**Work task:** Repeat, line for line, the entries below from the first line to the line containing "use common_exception::Result;", counting both ends.

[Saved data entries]

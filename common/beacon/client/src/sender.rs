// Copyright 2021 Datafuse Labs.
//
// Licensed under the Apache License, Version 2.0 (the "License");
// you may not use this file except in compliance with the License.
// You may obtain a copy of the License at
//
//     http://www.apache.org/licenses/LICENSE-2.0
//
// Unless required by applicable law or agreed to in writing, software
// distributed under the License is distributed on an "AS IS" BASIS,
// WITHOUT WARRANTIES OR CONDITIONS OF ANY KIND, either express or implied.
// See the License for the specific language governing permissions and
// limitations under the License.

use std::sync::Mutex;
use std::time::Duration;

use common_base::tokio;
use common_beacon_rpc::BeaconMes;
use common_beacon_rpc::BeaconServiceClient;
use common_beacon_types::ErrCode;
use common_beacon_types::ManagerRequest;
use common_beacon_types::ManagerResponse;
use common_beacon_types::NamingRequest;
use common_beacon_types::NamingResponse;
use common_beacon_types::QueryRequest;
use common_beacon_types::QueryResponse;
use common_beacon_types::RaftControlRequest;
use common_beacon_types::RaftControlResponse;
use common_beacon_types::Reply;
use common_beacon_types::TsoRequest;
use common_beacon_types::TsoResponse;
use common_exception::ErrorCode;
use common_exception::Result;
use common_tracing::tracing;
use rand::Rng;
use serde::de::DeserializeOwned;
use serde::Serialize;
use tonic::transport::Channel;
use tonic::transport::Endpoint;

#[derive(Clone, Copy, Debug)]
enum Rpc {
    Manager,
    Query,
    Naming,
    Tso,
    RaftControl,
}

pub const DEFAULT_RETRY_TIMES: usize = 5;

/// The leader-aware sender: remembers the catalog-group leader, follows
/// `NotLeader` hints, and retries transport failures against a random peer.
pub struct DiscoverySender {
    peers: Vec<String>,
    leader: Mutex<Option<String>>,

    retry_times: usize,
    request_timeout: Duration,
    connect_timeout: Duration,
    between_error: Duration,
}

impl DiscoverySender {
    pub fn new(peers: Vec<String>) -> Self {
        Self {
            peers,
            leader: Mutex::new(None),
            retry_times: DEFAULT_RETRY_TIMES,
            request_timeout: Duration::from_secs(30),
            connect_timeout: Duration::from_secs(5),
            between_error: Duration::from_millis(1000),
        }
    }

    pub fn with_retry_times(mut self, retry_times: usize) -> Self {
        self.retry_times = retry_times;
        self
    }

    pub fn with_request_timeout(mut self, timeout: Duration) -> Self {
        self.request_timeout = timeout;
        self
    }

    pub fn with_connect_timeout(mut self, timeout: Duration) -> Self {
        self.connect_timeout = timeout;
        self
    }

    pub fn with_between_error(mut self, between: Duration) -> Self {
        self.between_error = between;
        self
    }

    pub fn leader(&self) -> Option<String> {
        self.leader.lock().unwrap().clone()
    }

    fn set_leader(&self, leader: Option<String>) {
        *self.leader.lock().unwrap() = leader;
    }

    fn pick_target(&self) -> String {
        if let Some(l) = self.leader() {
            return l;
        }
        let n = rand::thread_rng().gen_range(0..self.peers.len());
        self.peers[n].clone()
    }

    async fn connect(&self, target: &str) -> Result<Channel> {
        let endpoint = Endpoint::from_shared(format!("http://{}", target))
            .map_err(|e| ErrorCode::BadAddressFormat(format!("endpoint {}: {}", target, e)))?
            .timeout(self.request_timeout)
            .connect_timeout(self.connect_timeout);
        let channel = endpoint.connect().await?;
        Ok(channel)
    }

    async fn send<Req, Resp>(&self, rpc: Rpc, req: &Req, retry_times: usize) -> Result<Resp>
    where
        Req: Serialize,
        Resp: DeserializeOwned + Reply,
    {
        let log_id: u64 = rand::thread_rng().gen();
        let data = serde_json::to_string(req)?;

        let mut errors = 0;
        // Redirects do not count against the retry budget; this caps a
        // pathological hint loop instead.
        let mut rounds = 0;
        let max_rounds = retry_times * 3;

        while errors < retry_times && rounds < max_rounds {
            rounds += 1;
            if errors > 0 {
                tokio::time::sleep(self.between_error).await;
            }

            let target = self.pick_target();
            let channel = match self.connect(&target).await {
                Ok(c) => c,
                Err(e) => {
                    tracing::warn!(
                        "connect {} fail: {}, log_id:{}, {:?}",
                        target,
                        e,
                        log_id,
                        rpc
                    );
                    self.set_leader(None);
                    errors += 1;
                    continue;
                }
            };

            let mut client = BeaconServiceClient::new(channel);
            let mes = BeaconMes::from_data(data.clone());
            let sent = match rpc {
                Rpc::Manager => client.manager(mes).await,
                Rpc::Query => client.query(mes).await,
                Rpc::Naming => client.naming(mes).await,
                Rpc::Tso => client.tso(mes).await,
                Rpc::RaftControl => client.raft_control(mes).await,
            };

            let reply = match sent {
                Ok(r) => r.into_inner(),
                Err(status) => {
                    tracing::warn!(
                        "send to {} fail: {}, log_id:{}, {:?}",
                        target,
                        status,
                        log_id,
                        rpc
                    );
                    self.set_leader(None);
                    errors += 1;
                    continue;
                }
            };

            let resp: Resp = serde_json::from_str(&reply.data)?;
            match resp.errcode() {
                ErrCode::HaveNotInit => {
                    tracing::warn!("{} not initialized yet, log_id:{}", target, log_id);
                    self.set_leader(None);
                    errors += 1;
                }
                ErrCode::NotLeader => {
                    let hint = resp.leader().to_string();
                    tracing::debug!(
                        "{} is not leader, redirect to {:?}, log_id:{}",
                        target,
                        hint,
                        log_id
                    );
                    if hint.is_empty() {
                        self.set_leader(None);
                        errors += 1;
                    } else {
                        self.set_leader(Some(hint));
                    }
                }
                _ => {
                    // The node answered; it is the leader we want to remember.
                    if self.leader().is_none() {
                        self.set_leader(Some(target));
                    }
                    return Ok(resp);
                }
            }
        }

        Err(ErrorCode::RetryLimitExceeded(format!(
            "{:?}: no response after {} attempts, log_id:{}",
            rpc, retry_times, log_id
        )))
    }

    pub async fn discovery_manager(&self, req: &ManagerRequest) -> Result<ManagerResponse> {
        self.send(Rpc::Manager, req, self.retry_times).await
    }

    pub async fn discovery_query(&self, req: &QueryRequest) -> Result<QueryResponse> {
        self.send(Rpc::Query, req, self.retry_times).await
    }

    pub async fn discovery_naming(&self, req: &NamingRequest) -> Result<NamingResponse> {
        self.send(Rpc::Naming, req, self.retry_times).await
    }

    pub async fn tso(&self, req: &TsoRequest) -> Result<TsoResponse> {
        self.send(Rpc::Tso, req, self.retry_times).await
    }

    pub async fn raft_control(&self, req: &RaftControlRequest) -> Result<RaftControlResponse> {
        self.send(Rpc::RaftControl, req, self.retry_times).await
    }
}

**Answer to this task:**
filename common/beacon/client/src/sender.rs
// Copyright 2021 Datafuse Labs.
//
// Licensed under the Apache License, Version 2.0 (the "License");
// you may not use this file except in compliance with the License.
// You may obtain a copy of the License at
//
//     http://www.apache.org/licenses/LICENSE-2.0
//
// Unless required by applicable law or agreed to in writing, software
// distributed under the License is distributed on an "AS IS" BASIS,
// WITHOUT WARRANTIES OR CONDITIONS OF ANY KIND, either express or implied.
// See the License for the specific language governing permissions and
// limitations under the License.

use std::sync::Mutex;
use std::time::Duration;

use common_base::tokio;
use common_beacon_rpc::BeaconMes;
use common_beacon_rpc::BeaconServiceClient;
use common_beacon_types::ErrCode;
use common_beacon_types::ManagerRequest;
use common_beacon_types::ManagerResponse;
use common_beacon_types::NamingRequest;
use common_beacon_types::NamingResponse;
use common_beacon_types::QueryRequest;
use common_beacon_types::QueryResponse;
use common_beacon_types::RaftControlRequest;
use common_beacon_types::RaftControlResponse;
use common_beacon_types::Reply;
use common_beacon_types::TsoRequest;
use common_beacon_types::TsoResponse;
use common_exception::ErrorCode;
use common_exception::Result;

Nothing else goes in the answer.